══ MATERIAL FOR THE TASK ══

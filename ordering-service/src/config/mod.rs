use secrecy::{ExposeSecret, Secret};
use service_core::config as core_config;
use service_core::error::AppError;
use std::env;
use std::str::FromStr;

#[derive(Debug, Clone)]
pub struct OrderingConfig {
    pub common: core_config::Config,
    pub environment: Environment,
    pub service_name: String,
    pub log_level: String,
    pub otlp_endpoint: Option<String>,
    pub storage: StorageBackend,
    pub database: DatabaseConfig,
    pub jwt: JwtConfig,
    pub telegram: TelegramConfig,
    pub rate_limit: RateLimitConfig,
}

#[derive(Debug, Clone, PartialEq)]
pub enum Environment {
    Dev,
    Prod,
}

/// Where coupons and orders live.
#[derive(Debug, Clone, Copy, PartialEq)]
pub enum StorageBackend {
    Postgres,
    Memory,
}

#[derive(Debug, Clone)]
pub struct DatabaseConfig {
    pub url: Secret<String>,
    pub max_connections: u32,
    pub min_connections: u32,
}

#[derive(Debug, Clone)]
pub struct JwtConfig {
    pub secret: Secret<String>,
}

#[derive(Debug, Clone)]
pub struct TelegramConfig {
    pub enabled: bool,
    pub bot_token: Secret<String>,
    pub chat_id: String,
    pub api_base_url: String,
    pub timeout_seconds: u64,
}

#[derive(Debug, Clone)]
pub struct RateLimitConfig {
    pub public_requests: u32,
    pub public_window_seconds: u64,
}

impl OrderingConfig {
    pub fn from_env() -> Result<Self, AppError> {
        let common_config = core_config::Config::load()?;

        let environment: Environment = env::var("ENVIRONMENT")
            .unwrap_or_else(|_| "dev".to_string())
            .parse()
            .map_err(|e: String| AppError::ConfigError(anyhow::anyhow!(e)))?;

        let is_prod = environment == Environment::Prod;

        let storage: StorageBackend = get_env("STORAGE_BACKEND", Some("postgres"), false)?
            .parse()
            .map_err(|e: String| AppError::ConfigError(anyhow::anyhow!(e)))?;
        let needs_database = storage == StorageBackend::Postgres;

        let telegram_enabled = get_env("TELEGRAM_ENABLED", Some("false"), false)?
            .parse()
            .unwrap_or(false);

        let config = OrderingConfig {
            common: common_config,
            environment,
            service_name: get_env("SERVICE_NAME", Some("ordering-service"), false)?,
            log_level: get_env("LOG_LEVEL", Some("info"), false)?,
            otlp_endpoint: env::var("OTLP_ENDPOINT").ok().filter(|s| !s.is_empty()),
            storage,
            database: DatabaseConfig {
                url: Secret::new(if needs_database {
                    get_env("DATABASE_URL", None, is_prod)?
                } else {
                    env::var("DATABASE_URL").unwrap_or_default()
                }),
                max_connections: parse_env("DATABASE_MAX_CONNECTIONS", "10")?,
                min_connections: parse_env("DATABASE_MIN_CONNECTIONS", "1")?,
            },
            jwt: JwtConfig {
                secret: Secret::new(get_env(
                    "JWT_SECRET",
                    Some("dev-only-jwt-secret-change-me"),
                    is_prod,
                )?),
            },
            telegram: TelegramConfig {
                enabled: telegram_enabled,
                bot_token: Secret::new(get_env(
                    "TELEGRAM_BOT_TOKEN",
                    Some(""),
                    is_prod && telegram_enabled,
                )?),
                chat_id: get_env("TELEGRAM_CHAT_ID", Some(""), is_prod && telegram_enabled)?,
                api_base_url: get_env(
                    "TELEGRAM_API_BASE_URL",
                    Some("https://api.telegram.org"),
                    false,
                )?,
                timeout_seconds: parse_env("TELEGRAM_TIMEOUT_SECONDS", "5")?,
            },
            rate_limit: RateLimitConfig {
                public_requests: parse_env("RATE_LIMIT_PUBLIC_REQUESTS", "60")?,
                public_window_seconds: parse_env("RATE_LIMIT_PUBLIC_WINDOW_SECONDS", "60")?,
            },
        };

        config.validate()?;
        Ok(config)
    }

    /// Development config on an ephemeral loopback port with the in-memory
    /// store and notifications off.
    pub fn in_memory(jwt_secret: &str) -> Self {
        OrderingConfig {
            common: core_config::Config {
                host: "127.0.0.1".to_string(),
                port: 0,
            },
            environment: Environment::Dev,
            service_name: "ordering-service".to_string(),
            log_level: "info".to_string(),
            otlp_endpoint: None,
            storage: StorageBackend::Memory,
            database: DatabaseConfig {
                url: Secret::new(String::new()),
                max_connections: 5,
                min_connections: 1,
            },
            jwt: JwtConfig {
                secret: Secret::new(jwt_secret.to_string()),
            },
            telegram: TelegramConfig {
                enabled: false,
                bot_token: Secret::new(String::new()),
                chat_id: String::new(),
                api_base_url: "https://api.telegram.org".to_string(),
                timeout_seconds: 5,
            },
            rate_limit: RateLimitConfig {
                public_requests: 1000,
                public_window_seconds: 60,
            },
        }
    }

    pub fn validate(&self) -> Result<(), AppError> {
        if self.database.max_connections == 0 || self.database.min_connections == 0 {
            return Err(AppError::ConfigError(anyhow::anyhow!(
                "DATABASE_MAX_CONNECTIONS and DATABASE_MIN_CONNECTIONS must be positive"
            )));
        }

        if self.database.min_connections > self.database.max_connections {
            return Err(AppError::ConfigError(anyhow::anyhow!(
                "DATABASE_MIN_CONNECTIONS cannot exceed DATABASE_MAX_CONNECTIONS"
            )));
        }

        if self.storage == StorageBackend::Postgres
            && self.database.url.expose_secret().is_empty()
        {
            return Err(AppError::ConfigError(anyhow::anyhow!(
                "DATABASE_URL is required for the postgres backend"
            )));
        }

        if self.jwt.secret.expose_secret().is_empty() {
            return Err(AppError::ConfigError(anyhow::anyhow!(
                "JWT_SECRET must not be empty"
            )));
        }

        if self.telegram.enabled
            && (self.telegram.bot_token.expose_secret().is_empty()
                || self.telegram.chat_id.is_empty())
        {
            return Err(AppError::ConfigError(anyhow::anyhow!(
                "TELEGRAM_BOT_TOKEN and TELEGRAM_CHAT_ID are required when TELEGRAM_ENABLED=true"
            )));
        }

        if self.rate_limit.public_requests == 0 || self.rate_limit.public_window_seconds == 0 {
            return Err(AppError::ConfigError(anyhow::anyhow!(
                "Public rate limit must allow at least one request per window"
            )));
        }

        // In production, ensure stricter validation
        if self.environment == Environment::Prod {
            if self.storage == StorageBackend::Memory {
                return Err(AppError::ConfigError(anyhow::anyhow!(
                    "The memory storage backend is not allowed in production"
                )));
            }

            if self.jwt.secret.expose_secret().len() < 32 {
                tracing::error!("JWT_SECRET is shorter than 32 bytes in production");
            }
        }

        Ok(())
    }
}

fn get_env(key: &str, default: Option<&str>, is_prod: bool) -> Result<String, AppError> {
    match env::var(key) {
        Ok(val) => Ok(val),
        Err(_) => {
            if is_prod {
                Err(AppError::ConfigError(anyhow::anyhow!(format!(
                    "{} is required in production but not set",
                    key
                ))))
            } else if let Some(def) = default {
                Ok(def.to_string())
            } else {
                Err(AppError::ConfigError(anyhow::anyhow!(format!(
                    "{} is required but not set",
                    key
                ))))
            }
        }
    }
}

fn parse_env<T>(key: &str, default: &str) -> Result<T, AppError>
where
    T: FromStr,
    T::Err: std::fmt::Display,
{
    let raw = get_env(key, Some(default), false)?;
    raw.trim().parse().map_err(|e: T::Err| {
        AppError::ConfigError(anyhow::anyhow!("Invalid value for {}: {}", key, e))
    })
}

impl FromStr for Environment {
    type Err = String;

    fn from_str(s: &str) -> Result<Self, Self::Err> {
        match s.to_lowercase().as_str() {
            "dev" => Ok(Environment::Dev),
            "prod" => Ok(Environment::Prod),
            _ => Err(format!("Invalid environment: {}", s)),
        }
    }
}

impl FromStr for StorageBackend {
    type Err = String;

    fn from_str(s: &str) -> Result<Self, Self::Err> {
        match s.to_lowercase().as_str() {
            "postgres" => Ok(StorageBackend::Postgres),
            "memory" => Ok(StorageBackend::Memory),
            _ => Err(format!("Invalid storage backend: {}", s)),
        }
    }
}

═══

• _YOUR INSTRUCTIONS_:
For the records given here, say how many lines hold the string "production", with no further words.

• _EXERCISE OUTPUT_:
4